Common Mistakes Traders Make
Most traders believe that the number one mistake in forex trading is improper position sizing. And that is the standard de facto answer many analysts and forex pundits give. Although that is a crucial concern with most retail traders, they can whittle that down to simply being a complete lack of patience. Nevertheless, traders must think of the cause of improper position sizing: the ‘get-rich-quick mindset. So, that is a lack of patience at its core.
No Trading System
With no trading system or one that is reliable, it might be because of a lack of patience too. And that is because traders did not make time to develop a system to place the trade. Also, they did not open a time to learn technical analysis or other things that they would base their trading system around. And even if they did, it will worth nothing if they did not test it.
A real trading system has been tested. They should understand what the expectancy is. And if they did not do any of this, traders are just trying to run before they could even walk. The lack of patience will cause money.
Breaking the Rules
For example, traders have done everything correctly and have a decent trading system that can make money over the long-term. But as they sit down in their terminal in the morning and realize that it is very little in the path of strong trading setups. Sadly, most traders will go ahead and continue to trade out of the lack of patience.
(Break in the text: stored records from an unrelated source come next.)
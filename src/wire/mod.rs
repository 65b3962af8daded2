//! Wire protocol framing.
//!
//! Every request is one opcode byte, the 16-byte shuffle identifier (for
//! all opcodes except START and EOS), then the opcode payload. Multi-byte
//! integers are big-endian; strings and byte arrays carry a 4-byte length
//! prefix. PUT, GET, and PARTITION_BOUNDS payloads are streams of
//! (continue-flag, block) pairs terminated by a zero flag, so both sides
//! can process record by record without buffering whole batches.
//!
//! A PUT payload opens with a 16-byte batch token, minted by the client
//! and stable across retries of the same batch; the server uses it to
//! apply each batch exactly once even when the acknowledgement is lost.
//!
//! An empty key block in GET means the interval is unbounded on that side
//! (encoded keys are never empty).

use crate::codec::types::{DescriptorCursor, EncodedType, LogicalType, SortDirection, SortField};
use crate::codec::ShuffleSchema;
use crate::core::error::{ShuffleError, ShuffleResult};
use bytes::{BufMut, Bytes, BytesMut};
use tokio::io::{AsyncRead, AsyncReadExt, AsyncWrite, AsyncWriteExt};

/// Length of the opaque shuffle identifier.
pub const SHUFFLE_ID_LEN: usize = 16;
/// Length of a transport session token.
pub const SESSION_TOKEN_LEN: usize = 32;
/// Length of the server-minted per-connection UUID.
pub const CONNECTION_UUID_LEN: usize = 16;
/// Length of the client-minted PUT batch token.
pub const BATCH_TOKEN_LEN: usize = 16;
/// Transport handshake success byte.
pub const HANDSHAKE_OK: u8 = 1;

/// Continue flag inside a record stream.
pub const STREAM_CONTINUE: u8 = 1;
/// Terminator flag inside a record stream.
pub const STREAM_END: u8 = 0;
/// Acknowledgement byte for PUT and STOP.
pub const ACK: u8 = 0;

/// Upper bound on any single length-prefixed block; larger lengths are a
/// framing violation rather than an allocation request.
pub const MAX_BLOCK_LEN: usize = 256 * 1024 * 1024;

/// Request opcodes.
#[derive(Debug, Clone, Copy, PartialEq, Eq)]
#[repr(u8)]
pub enum OpCode {
    Start = 1,
    Put = 2,
    Get = 3,
    Stop = 4,
    PartitionBounds = 5,
    Eos = 255,
}

impl OpCode {
    /// Parse an opcode byte.
    pub fn from_byte(b: u8) -> ShuffleResult<Self> {
        match b {
            1 => Ok(OpCode::Start),
            2 => Ok(OpCode::Put),
            3 => Ok(OpCode::Get),
            4 => Ok(OpCode::Stop),
            5 => Ok(OpCode::PartitionBounds),
            255 => Ok(OpCode::Eos),
            other => Err(ShuffleError::malformed_request(format!(
                "unknown opcode {other}"
            ))),
        }
    }

    pub fn as_byte(self) -> u8 {
        self as u8
    }

    /// Whether the 16-byte shuffle identifier follows the opcode.
    pub fn carries_identifier(self) -> bool {
        !matches!(self, OpCode::Start | OpCode::Eos)
    }
}

pub async fn read_u8<R: AsyncRead + Unpin>(r: &mut R) -> ShuffleResult<u8> {
    r.read_u8().await.map_err(ShuffleError::from_io)
}

pub async fn read_u32<R: AsyncRead + Unpin>(r: &mut R) -> ShuffleResult<u32> {
    r.read_u32().await.map_err(ShuffleError::from_io)
}

/// Read exactly `N` bytes.
pub async fn read_array<const N: usize, R: AsyncRead + Unpin>(
    r: &mut R,
) -> ShuffleResult<[u8; N]> {
    let mut buf = [0u8; N];
    r.read_exact(&mut buf).await.map_err(ShuffleError::from_io)?;
    Ok(buf)
}

/// Read a 4-byte length-prefixed block.
pub async fn read_block<R: AsyncRead + Unpin>(r: &mut R) -> ShuffleResult<Bytes> {
    let len = read_u32(r).await? as usize;
    if len > MAX_BLOCK_LEN {
        return Err(ShuffleError::malformed_request(format!(
            "block length {len} exceeds limit"
        )));
    }
    let mut buf = vec![0u8; len];
    r.read_exact(&mut buf).await.map_err(ShuffleError::from_io)?;
    Ok(Bytes::from(buf))
}

/// Read a length-prefixed UTF-8 string.
pub async fn read_string<R: AsyncRead + Unpin>(r: &mut R) -> ShuffleResult<String> {
    let bytes = read_block(r).await?;
    String::from_utf8(bytes.to_vec())
        .map_err(|_| ShuffleError::malformed_request("string is not valid UTF-8"))
}

/// Write a 4-byte length-prefixed block.
pub async fn write_block<W: AsyncWrite + Unpin>(w: &mut W, bytes: &[u8]) -> ShuffleResult<()> {
    w.write_u32(bytes.len() as u32)
        .await
        .map_err(ShuffleError::from_io)?;
    w.write_all(bytes).await.map_err(ShuffleError::from_io)
}

/// Append a length-prefixed block to a buffer.
pub fn put_block(buf: &mut BytesMut, bytes: &[u8]) {
    buf.put_u32(bytes.len() as u32);
    buf.put_slice(bytes);
}

/// Serialize the START payload: row type, row encoded type, key field
/// array, key encoded type. Each descriptor tree travels as one block.
pub fn put_schema(buf: &mut BytesMut, schema: &ShuffleSchema) {
    let mut tree = BytesMut::new();
    schema.row_type.encode(&mut tree);
    put_block(buf, &tree);

    tree.clear();
    schema.row_encoded.encode(&mut tree);
    put_block(buf, &tree);

    buf.put_u32(schema.key_fields.len() as u32);
    for field in &schema.key_fields {
        put_block(buf, field.name.as_bytes());
        buf.put_u8(field.direction.as_byte());
    }

    tree.clear();
    schema.key_encoded.encode(&mut tree);
    put_block(buf, &tree);
}

/// Parse the START payload from the stream.
pub async fn read_schema<R: AsyncRead + Unpin>(r: &mut R) -> ShuffleResult<ShuffleSchema> {
    let row_type = decode_tree(&read_block(r).await?, LogicalType::decode)?;
    let row_encoded = decode_tree(&read_block(r).await?, EncodedType::decode)?;

    let count = read_u32(r).await? as usize;
    if count > 1024 {
        return Err(ShuffleError::malformed_request(format!(
            "key field count {count} exceeds limit"
        )));
    }
    let mut key_fields = Vec::with_capacity(count);
    for _ in 0..count {
        let name = read_string(r).await?;
        let direction = SortDirection::from_byte(read_u8(r).await?)?;
        key_fields.push(SortField { name, direction });
    }

    let key_encoded = decode_tree(&read_block(r).await?, EncodedType::decode)?;

    Ok(ShuffleSchema {
        row_type,
        row_encoded,
        key_fields,
        key_encoded,
    })
}

/// Decode one descriptor tree from a block, requiring full consumption.
fn decode_tree<T>(
    block: &[u8],
    decode: impl Fn(&mut DescriptorCursor<'_>) -> ShuffleResult<T>,
) -> ShuffleResult<T> {
    let mut cur = DescriptorCursor::new(block);
    let tree = decode(&mut cur)?;
    if cur.remaining() != 0 {
        return Err(ShuffleError::malformed_record(
            "trailing bytes after type descriptor",
        ));
    }
    Ok(tree)
}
As a result, they will make poor decisions and definitely lose money as the market will be somehow directionless or not lined up with their strength. Keep in mind that traders earn by sitting in their hands and wait for a proper setup.
Just as mentioned, revenge trading is also a lack of patience. It is because when people take a loss, they will try to get the money back.
For instance, when traders thought they had a valid trade set up, some unexpected events spooked the market and took them out. And with that kind of event, it’s hard not to take them personally. So, the first thing they will think of doing is to get the money back.
But as they do a bit of revenge trading, they are more likely to lose money – aside from the original loss. By not waiting for the next proper setup, they are declaring a complete lack of patience. And this is deadly when it comes to forex trading. Always remember that once people lose money, that’s it. If they do it often enough, they won’t have enough money to continue trading.
Trading is not a sprint; it is a marathon. The truth is, one of the essential parts of trading is the number of lessons it will carry into traders’ daily life outside of the realm of trading. Practicing more extended patience is, without a doubt, one of the main lessons the market can teach.
Having enough patience goes a long way in nearly any ailments that a trader experience. After all, if they sit on the sidelines and closely watch things calmly and rationally, they would typically find a solution. But in the heat of the trading session, it’s not easy to do it.